Antibody-drug conjugates are innovative drugs designed to combine the unique and highly specificy properties of monoclonal antibodies (mAbs) with cell killing properties of selected conjugated drugs. Key components of antibody-drug conjugates usually include a monoclonal antibody or similar molecule, a stable or metastable linker, and a cytotoxic cell killing drug. Antibody-drug conjugates are designed to target specific cancer or tumor tissue or cells.

Antibody-drug conjugates

(ADC) are composed of two moieties covalently linked:

  •  An antibody that usually is a monoclonal antibody (mAb) and that acts as the targeting component, i.e. it identifies and binds to a specific antigen on the surface of the targeted cell, usually a cancerous cell, or a tumor cell.
  •  A cytotoxic drug that after entering the targeted cells proceeds by various mechanisms to kill them. 
  •  In all cases, the conjugation method shown maintains the structural and functional characteristics of both the antibody and drug.
  • The antibody, usually a mAb, recognizes and to a specific epitope on certain antigen that usually is either found exclusively in some cells, e.g. virally infected cells or expressed several thousand times higher than in normal cells. 
  • Preservation of a mAb recognition site is critical for its effective binding to the target cell.

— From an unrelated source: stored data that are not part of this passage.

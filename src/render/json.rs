//! JSON rendering for subtitles and batch reports.

use serde::Serialize;

use crate::error::Result;

/// JSON output format.
#[derive(Debug, Clone, Copy, PartialEq, Eq, Default)]
pub enum JsonFormat {
    /// Pretty-printed JSON with indentation
    #[default]
    Pretty,
    /// Compact JSON without extra whitespace
    Compact,
}

/// Serialize any value to JSON.
pub fn to_json<T: Serialize + ?Sized>(value: &T, format: JsonFormat) -> Result<String> {
    let json = match format {
        JsonFormat::Pretty => serde_json::to_string_pretty(value)?,
        JsonFormat::Compact => serde_json::to_string(value)?,
    };
    Ok(json)
}

#[cfg(test)]
mod tests {
    use super::*;
    use crate::model::Subtitle;

    #[test]
    fn test_to_json_pretty() {
        let subtitles = vec![Subtitle::new("1. Objeto", 1, 0).with_level(2)];

        let json = to_json(&subtitles, JsonFormat::Pretty).unwrap();
        assert!(json.contains("\"text\": \"1. Objeto\""));
        assert!(json.contains("\"level\": 2"));
        assert!(json.contains('\n'));
    }

    #[test]
    fn test_to_json_compact() {
        let subtitles = vec![Subtitle::new("Plazo", 2, 0)];

        let json = to_json(&subtitles, JsonFormat::Compact).unwrap();
        assert_eq!(
            json,
            r#"[{"text":"Plazo","page":2,"sequence":0,"level":null}]"#
        );
    }
}
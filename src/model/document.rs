//! Document-level types.

use super::TextBlock;
use crate::detect::SourceFormat;
use serde::{Deserialize, Serialize};

/// A loaded PDF or HTML document.
#[derive(Debug, Clone, Serialize, Deserialize)]
pub struct Document {
    /// Document metadata (format, title, etc.)
    pub metadata: Metadata,

    /// Text blocks in document order
    pub blocks: Vec<TextBlock>,

    /// Document outline (PDF bookmarks)
    pub outline: Option<Outline>,
}

impl Document {
    /// Create a new empty document of the given format.
    pub fn new(format: SourceFormat) -> Self {
        Self {
            metadata: Metadata::new(format),
            blocks: Vec::new(),
            outline: None,
        }
    }

    /// Append a block, assigning it the next sequence number.
    pub fn push_block(&mut self, mut block: TextBlock) {
        block.sequence = self.blocks.len();
        self.blocks.push(block);
    }

    /// Get the number of blocks.
    pub fn block_count(&self) -> usize {
        self.blocks.len()
    }

    /// Check if the document has any text.
    pub fn is_empty(&self) -> bool {
        self.blocks.is_empty()
    }

    /// Check if the document carries a non-empty outline.
    pub fn has_outline(&self) -> bool {
        self.outline.as_ref().is_some_and(|o| !o.is_empty())
    }

    /// Get plain text content of the entire document, one block per line.
    pub fn plain_text(&self) -> String {
        self.blocks
            .iter()
            .map(|b| b.text.as_str())
            .collect::<Vec<_>>()
            .join("\n")
    }
}

/// Document metadata.
#[derive(Debug, Clone, Serialize, Deserialize)]
pub struct Metadata {
    /// Source format
    pub format: SourceFormat,

    /// Document title (PDF Info dictionary or HTML `<title>`)
    pub title: Option<String>,

    /// PDF version (e.g., "1.7"), empty for HTML
    pub pdf_version: String,

    /// Total number of pages in the source
    pub page_count: u32,
}

impl Metadata {
    /// Create metadata for a format.
    pub fn new(format: SourceFormat) -> Self {
        Self {
            format,
            title: None,
            pdf_version: String::new(),
            page_count: 0,
        }
    }
}

/// Document outline (bookmarks/table of contents).
#[derive(Debug, Clone, Default, Serialize, Deserialize)]
pub struct Outline {
    /// Top-level outline items
    pub items: Vec<OutlineItem>,
}

impl Outline {
    /// Create a new empty outline.
    pub fn new() -> Self {
        Self { items: Vec::new() }
    }

    /// Add an item to the outline.
    pub fn add_item(&mut self, item: OutlineItem) {
        self.items.push(item);
    }

    /// Check if the outline is empty.
    pub fn is_empty(&self) -> bool {
        self.items.is_empty()
    }

    /// Get the total number of items (including nested).
    pub fn total_items(&self) -> usize {
        self.flatten().len()
    }

    /// All items in reading order (depth-first, parents before children).
    pub fn flatten(&self) -> Vec<&OutlineItem> {
        fn walk<'a>(items: &'a [OutlineItem], out: &mut Vec<&'a OutlineItem>) {
            for item in items {
                out.push(item);
                walk(&item.children, out);
            }
        }
        let mut out = Vec::new();
        walk(&self.items, &mut out);
        out
    }
}

/// A single outline item (bookmark).
#[derive(Debug, Clone, Serialize, Deserialize)]
pub struct OutlineItem {
    /// Item title
    pub title: String,

    /// Target page number (1-indexed)
    pub page: Option<u32>,

    /// Nesting level (0 = top level)
    pub level: u8,

    /// Child items
    pub children: Vec<OutlineItem>,
}

impl OutlineItem {
    /// Create a new outline item.
    pub fn new(title: impl Into<String>, page: Option<u32>, level: u8) -> Self {
        Self {
            title: title.into(),
            page,
            level,
            children: Vec::new(),
        }
    }

    /// Add a child item.
    pub fn add_child(&mut self, child: OutlineItem) {
        self.children.push(child);
    }
}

Hence, conjugation should fill the following requirements:
  • The conjugated drug should be distant from the antigen binding site in the Fab region, i.e. it should be conjugated at the Fc region.
  • Conjugation can occur by using one of the two disulfide bonds at the Fc region or at the oligosaccharide that is present in the Fc region.
  • The drug should have available some functional groups, such as –COOH, -CHO, -SH, -NH2 and others, capable of being used in the conjugation process but without affecting the drug’s pharmacological activity. 
  • Because antibodies are made of two identical parts composed each of a Fab and Fc contiguous sectors, which are linked to each other via two disulfide bonds, usually one disulfide bond is reduced to product two sulfhydryl groups while keeping one disulfide intact to maintain the structural integrity of the antibody.
  • Hence, controlled reduction provides two –SH groups per antibody molecule, to which it is possible to attach one or two molecules of the drug.
  • Alternatively, the oligosaccharide on each Fc chain can be oxidize using periodic acid to open a sugar ring and deliver two aldehyde groups which can be reacted with an available amino group in the drug.
  • Upon binding of the mAb to the corresponding antigen on the cell surface, the ADC is internalized into the cell by endocytosis, where the drug will interact with its therapeutic target.
  • The capacity of the drug to interact with its therapeutic target means that the drug is free from the mAb and capable of binding to specific receptors in the cell.
  • To assure the release of the drug from the mAb once the ADC is inside the cell, the spacer linking the drug to the mAb should be cleaved once is inside the cell, a goal achieved by using cleavable spacers.
  • Cleavable spacers are those that can be cleave by an enzyme like a protease, reduced inside the cell by –SH group, or split by acid pH in the lysosomal compartment.
  • Because of the availability of potentially two reactive groups per mAb, there will usually be two drug molecules per mAb. 
  • If needed the amount of drug per mAb may be increased between limits, by using branched linkers.
  • Conjugates can be qualified 1st by SDS-PAGE with and without reduction of the disulfide bonds.
  • Further characterization can be made by MALDI and in some cases spectrophotometrically.